30 March 2020 16:35
The pace at which the ongoing COVID-19 crisis evolves has left governments, media and experts struggling to adapt their communication strategies to effectively ensure the public remain properly informed and engaged about the pandemic. Exacerbating this challenge is the growing undercurrent of conspiracy theories and disinformation about the virus. Indeed, the risk posed by the circulation of misleading information was recognised by the Irish government with ministers urging public caution when engaging with information encountered on social media.
Those who spread disinformation range from mischievous trolls to conspiracy theorists, but regardless of their motivations, the results of their work is a muddying of the waters in a worldwide health crisis in which clarity is key.
Edelman recently conducted a special trust barometer report on COVID-19 across ten countries (over the week of March 6th-10th). Some 74 percent of respondents were concerned about false information surrounding the pandemic, but when asked about trusted sources, people valued employers as a source of information over both the government and the media. This perhaps reflects the fact that workers have been relying on updates from employers and are concerned about their jobs.
The report also found that a third of respondents felt compelled to check for news about the pandemic several times a day. While medical experts and mainstream news organisations were among respondents' most trusted sources of information, there was also a notably high level of trust (63%) in "people like yourself".
These findings could go some way toward shedding light on the allure of viral rumours about the virus. Much of the disinformation that has circulated on WhatsApp – claiming insider knowledge about new measures and new cases – is forwarded by peers.
Meanwhile, conspiracy theory groups on Facebook have incorporated the pandemic into their existing theories. In particular, anti-vaccine groups have cast doubt on the legitimacy of COVID-19 measures.

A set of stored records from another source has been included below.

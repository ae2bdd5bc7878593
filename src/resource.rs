use crate::bail;
use crate::errors::Result;
use crate::name::read_name;
use crate::types::{Resource, Type, MX};
use std::convert::TryInto;
use std::net::{Ipv4Addr, Ipv6Addr};

impl Resource {
    /// Decodes the RDATA found at `msg[start..start + len]` as the given type.
    ///
    /// `msg` is the whole message, so names inside the RDATA can follow
    /// compression pointers to anywhere before them.
    pub fn parse(r#type: Type, msg: &[u8], start: usize, len: usize) -> Result<Resource> {
        let rdata = match msg.get(start..start + len) {
            Some(rdata) => rdata,
            None => bail!(TruncatedMessage {
                offset: start,
                len,
                size: msg.len(),
            }),
        };

        let f = match r#type {
            Type::A => parse_a,
            Type::AAAA => parse_aaaa,
            Type::CNAME => parse_cname,
            Type::NS => parse_ns,
            Type::MX => parse_mx,
        };

        // Call the appropriate parser function.
        f(msg, start, rdata)
    }
}

fn parse_a(_msg: &[u8], _start: usize, rdata: &[u8]) -> Result<Resource> {
    let octets: [u8; 4] = match rdata.try_into() {
        Ok(octets) => octets,
        Err(_) => bail!(RecordTooShort {
            rtype: Type::A,
            len: rdata.len(),
            expected: 4,
        }),
    };

    Ok(Resource::A(Ipv4Addr::from(octets)))
}

fn parse_aaaa(_msg: &[u8], _start: usize, rdata: &[u8]) -> Result<Resource> {
    let octets: [u8; 16] = match rdata.try_into() {
        Ok(octets) => octets,
        Err(_) => bail!(RecordTooShort {
            rtype: Type::AAAA,
            len: rdata.len(),
            expected: 16,
        }),
    };

    Ok(Resource::AAAA(Ipv6Addr::from(octets)))
}

fn parse_cname(msg: &[u8], start: usize, rdata: &[u8]) -> Result<Resource> {
    Ok(Resource::CNAME(parse_name(msg, start, rdata.len())?))
}

fn parse_ns(msg: &[u8], start: usize, rdata: &[u8]) -> Result<Resource> {
    Ok(Resource::NS(parse_name(msg, start, rdata.len())?))
}

fn parse_mx(msg: &[u8], start: usize, rdata: &[u8]) -> Result<Resource> {
    // A 16 bit preference followed by at least the root label.
    if rdata.len() < 3 {
        bail!(RecordTooShort {
            rtype: Type::MX,
            len: rdata.len(),
            expected: 3,
        });
    }

    let preference = u16::from_be_bytes([rdata[0], rdata[1]]);
    let exchange = parse_name(msg, start + 2, rdata.len() - 2)?;

    Ok(Resource::MX(MX {
        preference,
        exchange,
    }))
}

/// Reads a name that must fit inside the `len` bytes at `start`. Pointers it
/// contains may still lead anywhere in the message.
fn parse_name(msg: &[u8], start: usize, len: usize) -> Result<String> {
    let (name, end) = read_name(msg, start)?;
    if end > start + len {
        bail!(TruncatedMessage {
            offset: start,
            len: end - start,
            size: start + len,
        });
    }
    Ok(name)
}
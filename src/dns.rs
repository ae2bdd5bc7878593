use crate::bail;
use crate::errors::Result;
use crate::io::DNSReadExt;
use crate::name::write_name;
use crate::types::*;
use log::{debug, trace};
use std::io::Cursor;
use std::time::Duration;

/// A query for a single name and record type.
///
/// # Examples
///
/// ```rust
/// use dohdns::{Query, Type};
///
/// let req = Query::new("example.com", Type::AAAA)
///     .to_vec()
///     .expect("failed to encode DNS request");
///
/// assert_eq!(req.len(), 12 + 13 + 4);
/// ```
#[derive(Clone, Debug, PartialEq, Eq)]
pub struct Query {
    /// Transaction id. DNS over HTTPS clients should use 0, so responses
    /// are cache friendly. See [rfc8484#section-4.1].
    ///
    /// [rfc8484#section-4.1]: https://datatracker.ietf.org/doc/html/rfc8484#section-4.1
    pub id: u16,

    pub name: String,
    pub r#type: Type,
}

impl Query {
    pub fn new(name: &str, r#type: Type) -> Query {
        Query {
            id: 0,
            name: name.to_string(),
            r#type,
        }
    }

    pub fn with_id(mut self, id: u16) -> Query {
        self.id = id;
        self
    }

    /// Returns this query as a Vec<u8> ready to be sent, as defined by [rfc1035](https://datatracker.ietf.org/doc/html/rfc1035).
    ///
    /// The message is a standard recursive query with exactly one question.
    pub fn to_vec(&self) -> Result<Vec<u8>> {
        let mut req = Vec::<u8>::with_capacity(Header::LEN + self.name.len() + 6);

        req.extend_from_slice(&self.id.to_be_bytes());
        req.extend_from_slice(&Header::STANDARD_QUERY.to_be_bytes());

        req.extend_from_slice(&1_u16.to_be_bytes()); // QDCOUNT
        req.extend_from_slice(&0_u16.to_be_bytes()); // ANCOUNT
        req.extend_from_slice(&0_u16.to_be_bytes()); // NSCOUNT
        req.extend_from_slice(&0_u16.to_be_bytes()); // ARCOUNT

        write_name(&mut req, &self.name)?;

        req.extend_from_slice(&self.r#type.code().to_be_bytes());
        req.extend_from_slice(&(Class::Internet as u16).to_be_bytes());

        Ok(req)
    }
}

/// Encodes a query for `domain`, looking up `record_type` with
/// [`Type::from_mnemonic`] (so unknown types become `A`).
pub fn encode_query(domain: &str, record_type: &str) -> Result<Vec<u8>> {
    Query::new(domain, Type::from_mnemonic(record_type)).to_vec()
}

impl Header {
    /// Parses the first 12 bytes of `buf`.
    pub fn from_slice(buf: &[u8]) -> Result<Header> {
        if buf.len() < Header::LEN {
            bail!(MalformedHeader { len: buf.len() });
        }

        let u16_at = |i: usize| u16::from_be_bytes([buf[i], buf[i + 1]]);

        Ok(Header {
            id: u16_at(0),
            flags: u16_at(2),
            qd_count: u16_at(4),
            an_count: u16_at(6),
            ns_count: u16_at(8),
            ar_count: u16_at(10),
        })
    }
}

// A helper class to hold state while the parsing is happening.
struct MessageParser<'a> {
    cur: Cursor<&'a [u8]>,

    /// Only answers of this type are decoded.
    wanted: Type,
}

impl<'a> MessageParser<'a> {
    fn new(buf: &'a [u8], wanted: Type) -> MessageParser<'a> {
        MessageParser {
            cur: Cursor::new(buf),
            wanted,
        }
    }

    /// Consume the MessageParser and returned the resulting Response.
    fn parse(mut self) -> Result<Response> {
        let header = Header::from_slice(self.cur.get_ref())?;
        self.cur.set_position(Header::LEN as u64);

        debug!(
            "response id: {}, flags: {:#06x}, questions: {}, answers: {}",
            header.id, header.flags, header.qd_count, header.an_count
        );

        let mut response = Response {
            header,
            answers: Vec::new(),
        };

        if header.an_count == 0 {
            return Ok(response);
        }

        self.skip_questions(header.qd_count)?;
        self.read_answers(header.an_count, &mut response.answers)?;

        if self.cur.remaining() > 0 {
            trace!(
                "ignoring {} bytes of authority and additional records",
                self.cur.remaining()
            );
        }

        Ok(response)
    }

    fn skip_questions(&mut self, count: u16) -> Result<()> {
        for _ in 0..count {
            self.cur.skip_name()?;
            self.cur.read_slice(4)?; // QTYPE and QCLASS
        }

        Ok(())
    }

    fn read_answers(&mut self, count: u16, answers: &mut Vec<Record>) -> Result<()> {
        for _ in 0..count {
            let name = self.cur.read_name()?;
            let r#type = self.cur.read_u16_be()?;
            let _class = self.cur.read_u16_be()?;
            let ttl = self.cur.read_u32_be()?;
            let len = self.cur.read_u16_be()? as usize;

            let start = self.cur.position() as usize;
            self.cur.read_slice(len)?;

            if r#type != self.wanted.code() {
                trace!("skipping {} byte answer of type {} for {}", len, r#type, name);
                continue;
            }

            let resource = Resource::parse(self.wanted, self.cur.get_ref(), start, len)?;
            trace!("answer {} {}", name, resource);

            answers.push(Record {
                name,
                ttl: Duration::from_secs(ttl.into()),
                resource,
            });
        }

        Ok(())
    }
}

impl Response {
    /// Decodes a response, keeping the answers of the requested type.
    ///
    /// # Errors
    ///
    /// Any malformed part of the message fails the whole decode, as the
    /// offsets of everything after it can no longer be trusted.
    pub fn from_slice(buf: &[u8], r#type: Type) -> Result<Response> {
        MessageParser::new(buf, r#type).parse()
    }
}

/// Decodes the answers in `buf` that match `record_type`, in the order they
/// appear. A response without answers decodes to an empty list.
pub fn decode_response(buf: &[u8], record_type: &str) -> Result<Vec<Resource>> {
    let response = Response::from_slice(buf, Type::from_mnemonic(record_type))?;
    Ok(response.answers.into_iter().map(|r| r.resource).collect())
}
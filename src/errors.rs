use crate::types::Type;
use thiserror::Error;

/// A type alias for results returned by the codec.
pub type Result<T> = std::result::Result<T, Error>;

/// Errors raised while encoding a query or decoding a response.
///
/// Every variant is fatal to the current encode or decode. A response with
/// no answers is not an error, it decodes to an empty list.
#[derive(Error, Debug, Clone, PartialEq, Eq)]
pub enum Error {
    /// A label or the whole name is too long to encode.
    #[error("invalid name '{name}': {reason}")]
    InvalidName { name: String, reason: String },

    /// The response is shorter than the fixed 12 byte header.
    #[error("malformed header: message is {len} bytes, expected at least 12")]
    MalformedHeader { len: usize },

    /// A read would go past the end of the message.
    #[error("truncated message: reading {len} bytes at offset {offset} exceeds message length {size}")]
    TruncatedMessage {
        offset: usize,
        len: usize,
        size: usize,
    },

    /// Too many compression pointers were followed while reading a name.
    #[error("compression loop: gave up after {hops} pointer hops reading name at offset {offset}")]
    CompressionLoop { offset: usize, hops: usize },

    /// A record's data does not have the size its type requires.
    #[error("invalid {rtype} record length ({len}) expected {expected}")]
    RecordTooShort {
        rtype: Type,
        len: usize,
        expected: usize,
    },
}

/// Returns early with the given [`Error`] variant.
///
/// ```ignore
/// bail!(MalformedHeader { len: buf.len() });
/// ```
#[macro_export]
macro_rules! bail {
    ($kind:ident $($fields:tt)*) => {
        return Err($crate::Error::$kind $($fields)*)
    };
}
//! A DNS message codec, and a DNS over HTTPS (DoH) client built on it.
//!
//! The codec turns a name and record type into a query message, and turns a
//! response message back into the answers of that type:
//!
//! ```rust
//! use dohdns::{decode_response, encode_query};
//!
//! let query = encode_query("example.com", "A").expect("failed to encode");
//! assert_eq!(&query[12..25], b"\x07example\x03com\x00");
//!
//! // A response with an empty answer section is not an error.
//! let answers = decode_response(&query, "A").expect("failed to decode");
//! assert!(answers.is_empty());
//! ```
#![cfg_attr(docsrs, feature(doc_cfg))]

mod display;
mod dns;
mod errors;
mod io;
pub mod name;
mod resource;
pub mod types;

#[macro_use]
extern crate num_derive;

#[cfg(feature = "doh")]
#[cfg_attr(docsrs, doc(cfg(feature = "doh")))]
pub mod clients;

pub use crate::dns::{decode_response, encode_query, Query};
pub use crate::errors::{Error, Result};
pub use crate::types::*;
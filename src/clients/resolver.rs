use crate::clients::doh::Client as DoHClient;
use crate::clients::doh::Config;
use crate::clients::AsyncExchanger;
use crate::clients::ClientError;
use crate::types::*;
use crate::Query;
use log::debug;

/// Looks up names by encoding a query, exchanging it with a DNS server and
/// decoding the answers.
pub struct Resolver<E = DoHClient> {
    client: E,
}

impl Resolver {
    /// Creates a new Resolver that talks DNS over HTTPS.
    pub fn new(config: Config) -> Result<Resolver<DoHClient>, ClientError> {
        Ok(Resolver::new_with_client(DoHClient::new(config)?))
    }
}

impl<E> Resolver<E>
where
    E: AsyncExchanger,
{
    /// Creates a new Resolver that exchanges messages with `client`.
    pub fn new_with_client(client: E) -> Resolver<E> {
        Resolver { client }
    }

    pub fn client(&self) -> &E {
        &self.client
    }

    /// Resolves `name` into its records of the given type.
    ///
    /// A name without any such records is a successful, empty, [`Response`].
    /// Check [`Header::rcode`] to tell a missing name apart from a name with
    /// no records of that type.
    pub async fn lookup(&self, name: &str, r#type: Type) -> Result<Response, ClientError> {
        let query = Query::new(name, r#type);
        let req = query.to_vec()?;

        let resp = self.client.exchange(&req).await?;
        debug!("{} {}: received {} byte response", name, r#type, resp.len());

        let response = Response::from_slice(&resp, r#type)?;
        if response.header.id != query.id {
            debug!(
                "{} {}: response id {} does not match query id {}",
                name, r#type, response.header.id, query.id
            );
        }

        debug!(
            "{} {}: {:?} with {} answers",
            name,
            r#type,
            response.header.rcode(),
            response.answers.len()
        );

        Ok(response)
    }
}
// Simple host(1) style command line, that looks names up over DNS over HTTPS.
// host [--server google] {domain} [type]
mod util;

use clap::Parser;
use dohdns::clients::{AsyncExchanger, Config, DoHClient};
use dohdns::{Query, Rcode, Resource, Response, Type};
use http::Method;
use log::debug;
use std::process;
use std::time::Duration;

#[derive(Parser)]
/// DNS lookup utility using DNS over HTTPS
struct Args {
    /// Resolver to query: google, cloudflare, cleanbrowsing, or a https:// url
    #[clap(short, long, default_value = "google")]
    server: String,

    /// Send the query in a POST body, instead of a GET parameter
    #[clap(long)]
    post: bool,

    /// Seconds to wait for the resolver to answer
    #[clap(short, long, default_value_t = 10)]
    timeout: u64,

    /// Hex dump the query and response messages
    #[clap(short, long)]
    verbose: bool,

    /// Domain name to look up
    domain: String,

    /// Record type: A, AAAA, CNAME, MX or NS (anything else means A)
    #[clap(default_value = "A")]
    qtype: String,
}

// A simple type alias so as to DRY.
type Result<T> = std::result::Result<T, Box<dyn std::error::Error + Send + Sync>>;

fn config(args: &Args) -> Result<Config> {
    let mut config = Config::for_name(&args.server)?;
    if args.post {
        config.method = Method::POST;
    }
    config.timeout = Duration::from_secs(args.timeout);

    Ok(config)
}

/// Formats one answer the way host(1) does.
fn describe(domain: &str, resource: &Resource) -> String {
    match resource {
        Resource::A(ip) => format!("{} has address {}", domain, ip),
        Resource::AAAA(ip) => format!("{} has IPv6 address {}", domain, ip),
        Resource::CNAME(name) => format!("{} is an alias for {}.", domain, name),
        Resource::NS(name) => format!("{} name server {}.", domain, name),
        Resource::MX(mx) => format!(
            "{} mail is handled by {} {}.",
            domain, mx.preference, mx.exchange
        ),
    }
}

/// Explains why there were no answers.
fn describe_empty(domain: &str, r#type: Type, response: &Response) -> String {
    match response.header.rcode() {
        Some(Rcode::NXDomain) => format!("Host {} not found: 3(NXDOMAIN)", domain),
        Some(Rcode::NoError) => format!("{} has no {} record", domain, r#type),
        Some(rcode) => format!(
            "Host {} not found: {}({})",
            domain,
            rcode as u16,
            rcode.to_string().to_uppercase()
        ),
        None => format!("Host {} not found", domain),
    }
}

async fn run(args: Args) -> Result<bool> {
    let r#type = Type::from_mnemonic(&args.qtype);
    let client = DoHClient::new(config(&args)?)?;
    debug!("querying {} for {} {}", client.config().server, args.domain, r#type);

    let query = Query::new(&args.domain, r#type).to_vec()?;
    if args.verbose {
        println!("query:\n{}", util::hexdump(&query));
    }

    let resp = client.exchange(&query).await?;
    if args.verbose {
        println!("response:\n{}", util::hexdump(&resp));
    }

    let response = Response::from_slice(&resp, r#type)?;
    if response.is_empty() {
        println!("{}", describe_empty(&args.domain, r#type, &response));
        return Ok(false);
    }

    for answer in &response.answers {
        if args.verbose {
            println!("{}", answer);
        } else {
            println!("{}", describe(&args.domain, &answer.resource));
        }
    }

    Ok(true)
}

#[tokio::main]
async fn main() {
    env_logger::init();

    let args = Args::parse();

    match run(args).await {
        Ok(true) => (),
        Ok(false) => process::exit(1),
        Err(e) => {
            eprintln!(";; resolution failed: {}", e);
            process::exit(2);
        }
    }
}
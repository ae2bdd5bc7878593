//! DNS over HTTPS clients, that carry encoded queries to a resolver and
//! return its raw responses.

pub use self::doh::Client as DoHClient;
pub use self::doh::{Config, Server};
pub use self::resolver::Resolver;

pub mod doh;
mod resolver;

use async_trait::async_trait;
use http::StatusCode;
use std::time::Duration;
use thiserror::Error;

/// Errors from performing a lookup.
///
/// Transport failures are kept apart from [`Codec`](ClientError::Codec)
/// failures, which mean the resolver was reached but its answer (or our
/// question) could not be encoded or decoded.
#[derive(Error, Debug)]
pub enum ClientError {
    #[error("invalid server url: {0}")]
    InvalidUrl(#[from] url::ParseError),

    #[error("only GET and POST allowed, not {0}")]
    UnsupportedMethod(http::Method),

    #[error("unknown server '{0}'")]
    UnknownServer(String),

    #[error(transparent)]
    InvalidUri(#[from] http::uri::InvalidUri),

    #[error(transparent)]
    Request(#[from] http::Error),

    #[error(transparent)]
    Transport(#[from] hyper::Error),

    #[error("request timed out after {0:?}")]
    Timeout(Duration),

    #[error("received unexpected HTTP status code: {0}")]
    Status(StatusCode),

    #[error("received invalid content-type: {0:?} expected {1}")]
    ContentType(String, &'static str),

    #[error("response of {0} bytes is larger than a DNS message can be")]
    TooLarge(usize),

    #[error(transparent)]
    Codec(#[from] crate::Error),
}

/// Exchanger takes an encoded query and returns the encoded response.
#[async_trait]
pub trait AsyncExchanger {
    async fn exchange(&self, query: &[u8]) -> Result<Vec<u8>, ClientError>;
}
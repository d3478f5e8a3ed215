//! Date shared between an expandable calendar and its siblings.
//!
//! An agenda list, a "today" button and the expandable calendar all read and
//! write one [`CalendarContext`]. Every write records its [`UpdateSource`] so
//! readers can tell a day press apart from a page scroll.

use std::sync::Arc;

use calendar_foundation::CalendarDate;
use parking_lot::RwLock;
use tracing::debug;

use crate::callback::CallbackWith;

/// What moved the shared date.
#[derive(Debug, Clone, Copy, PartialEq, Eq, Hash, Default)]
pub enum UpdateSource {
    /// Initial value.
    #[default]
    CalendarInit,
    /// A "today" button.
    TodayPress,
    /// An agenda list was dragged.
    ListDrag,
    /// A day cell was pressed.
    DayPress,
    /// The calendar paged by month or year.
    PageScroll,
    /// The week strip was scrolled.
    WeekScroll,
}

/// Snapshot of the shared date.
#[derive(Debug, Clone, Copy, PartialEq, Eq)]
pub struct CalendarContext {
    /// Shared current date.
    pub date: CalendarDate,
    /// Source of the latest write.
    pub update_source: UpdateSource,
    /// Increments whenever `date` changes.
    pub revision: u64,
}

/// Cloneable handle to a shared [`CalendarContext`].
#[derive(Clone)]
pub struct CalendarContextHandle {
    inner: Arc<RwLock<CalendarContext>>,
    on_date_changed: Option<CallbackWith<CalendarContext>>,
}

impl CalendarContextHandle {
    /// Creates a context holding `date`.
    pub fn new(date: CalendarDate) -> Self {
        Self {
            inner: Arc::new(RwLock::new(CalendarContext {
                date,
                update_source: UpdateSource::CalendarInit,
                revision: 0,
            })),
            on_date_changed: None,
        }
    }

    /// Sets a listener called after each date change, outside the lock.
    pub fn with_on_date_changed<F>(mut self, listener: F) -> Self
    where
        F: Fn(CalendarContext) + Send + Sync + 'static,
    {
        self.on_date_changed = Some(CallbackWith::new(listener));
        self
    }

    /// Current snapshot.
    pub fn snapshot(&self) -> CalendarContext {
        *self.inner.read()
    }

    /// Shared date.
    pub fn date(&self) -> CalendarDate {
        self.inner.read().date
    }

    /// Source of the latest write.
    pub fn update_source(&self) -> UpdateSource {
        self.inner.read().update_source
    }

    /// Revision of the shared date.
    pub fn revision(&self) -> u64 {
        self.inner.read().revision
    }

    /// Writes `date` on behalf of `source`. Returns true when the date
    /// changed; the source is recorded either way.
    pub fn set_date(&self, date: CalendarDate, source: UpdateSource) -> bool {
        let snapshot = {
            let mut context = self.inner.write();
            context.update_source = source;
            if context.date == date {
                return false;
            }
            context.date = date;
            context.revision += 1;
            *context
        };
        debug!(%date, ?source, "context date changed");
        if let Some(listener) = &self.on_date_changed {
            listener.call(snapshot);
        }
        true
    }

    /// Returns true when both handles share the same context.
    pub fn ptr_eq(&self, other: &CalendarContextHandle) -> bool {
        Arc::ptr_eq(&self.inner, &other.inner)
    }
}

impl std::fmt::Debug for CalendarContextHandle {
    fn fmt(&self, f: &mut std::fmt::Formatter<'_>) -> std::fmt::Result {
        f.debug_struct("CalendarContextHandle")
            .field("context", &self.snapshot())
            .finish()
    }
}
//! Month pages: the full weeks a month grid displays.
//!
//! ## Usage
//!
//! ```
//! use calendar_foundation::{CalendarDate, page};
//! use chrono::Weekday;
//!
//! let feb = CalendarDate::new(2015, 2, 10).unwrap();
//! let days = page(feb, Weekday::Sun);
//! assert_eq!(days.len(), 28);
//! ```

use chrono::Weekday;
use tracing::warn;

use crate::date::CalendarDate;

/// Days per displayed week row.
pub const DAYS_PER_WEEK: usize = 7;

/// Returns every date of `date`'s month padded on both ends to whole weeks
/// starting on `first_day`.
///
/// The result always has 28, 35 or 42 entries.
pub fn page(date: CalendarDate, first_day: Weekday) -> Vec<CalendarDate> {
    let first = date.first_of_month();
    let last = date.last_of_month();
    let start = first_day.num_days_from_sunday();

    let lead = (first.weekday_from_sunday() + 7 - start) % 7;
    let trail = (start + 6 - last.weekday_from_sunday()) % 7;

    let from = first.add_days(-i64::from(lead));
    let total = i64::from(lead + last.day() + trail);
    (0..total).map(|offset| from.add_days(offset)).collect()
}

/// Returns the number of week rows `date`'s month occupies.
pub fn number_of_weeks(date: CalendarDate, first_day: Weekday) -> usize {
    page(date, first_day).len() / DAYS_PER_WEEK
}

/// Returns the zero-based row of `date` inside its own month page.
pub fn week_index_of(date: CalendarDate, first_day: Weekday) -> usize {
    let start = first_day.num_days_from_sunday();
    let lead = (date.first_of_month().weekday_from_sunday() + 7 - start) % 7;
    (lead + date.day() - 1) as usize / DAYS_PER_WEEK
}

/// Returns the seven dates of the week containing `date`.
pub fn week_of(date: CalendarDate, first_day: Weekday) -> [CalendarDate; DAYS_PER_WEEK] {
    let start = first_day.num_days_from_sunday();
    let back = (date.weekday_from_sunday() + 7 - start) % 7;
    let from = date.add_days(-i64::from(back));
    std::array::from_fn(|offset| from.add_days(offset as i64))
}

/// Maps an index where Sunday is 0 to a weekday. Indices past 6 wrap.
pub fn weekday_from_index(index: u8) -> Weekday {
    if index > 6 {
        warn!(index, "first day index out of range, wrapping");
    }
    match index % 7 {
        0 => Weekday::Sun,
        1 => Weekday::Mon,
        2 => Weekday::Tue,
        3 => Weekday::Wed,
        4 => Weekday::Thu,
        5 => Weekday::Fri,
        _ => Weekday::Sat,
    }
}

The UK's Centre for Countering Digital Hate (CCDH) is tracking over 50 social media groups that are actively perpetuating a range of ill-supported rumours and conspiracy theories concerning the pandemic. These groups have a collective membership of more than 800,000. These theories include claims that China started the virus deliberately and the promotion of supposed miracle cures such as probiotic yogurt and lemons.
When the CCDH reported these groups to Facebook, they found the social media giant frustratingly reluctant to deal with them adequately. Facebook has allowed much of the disinformation to remain online, occupying the same digital space as verified sources.
Urgency is the recurring tone throughout many of these disinformation messages as they capitalise on people's concern for loved ones and desire for new information.
Where mainstream news and government communications must occasionally be speculative and unspecific in their assessment of a rapidly evolving situation, social media groups can fill the gap with definitive, though erroneous, assertions. These disinformation groups promise frequent and intriguing answers to the avalanche of questions raised by the pandemic, answers apparently offered by individuals weary and wary of the 'infodemic' of frightening and frustratingly general news on COVID-19, ie. "people like yourself."
Colm Kearns is a Post Doctoral Researcher at FuJo in Dublin City University.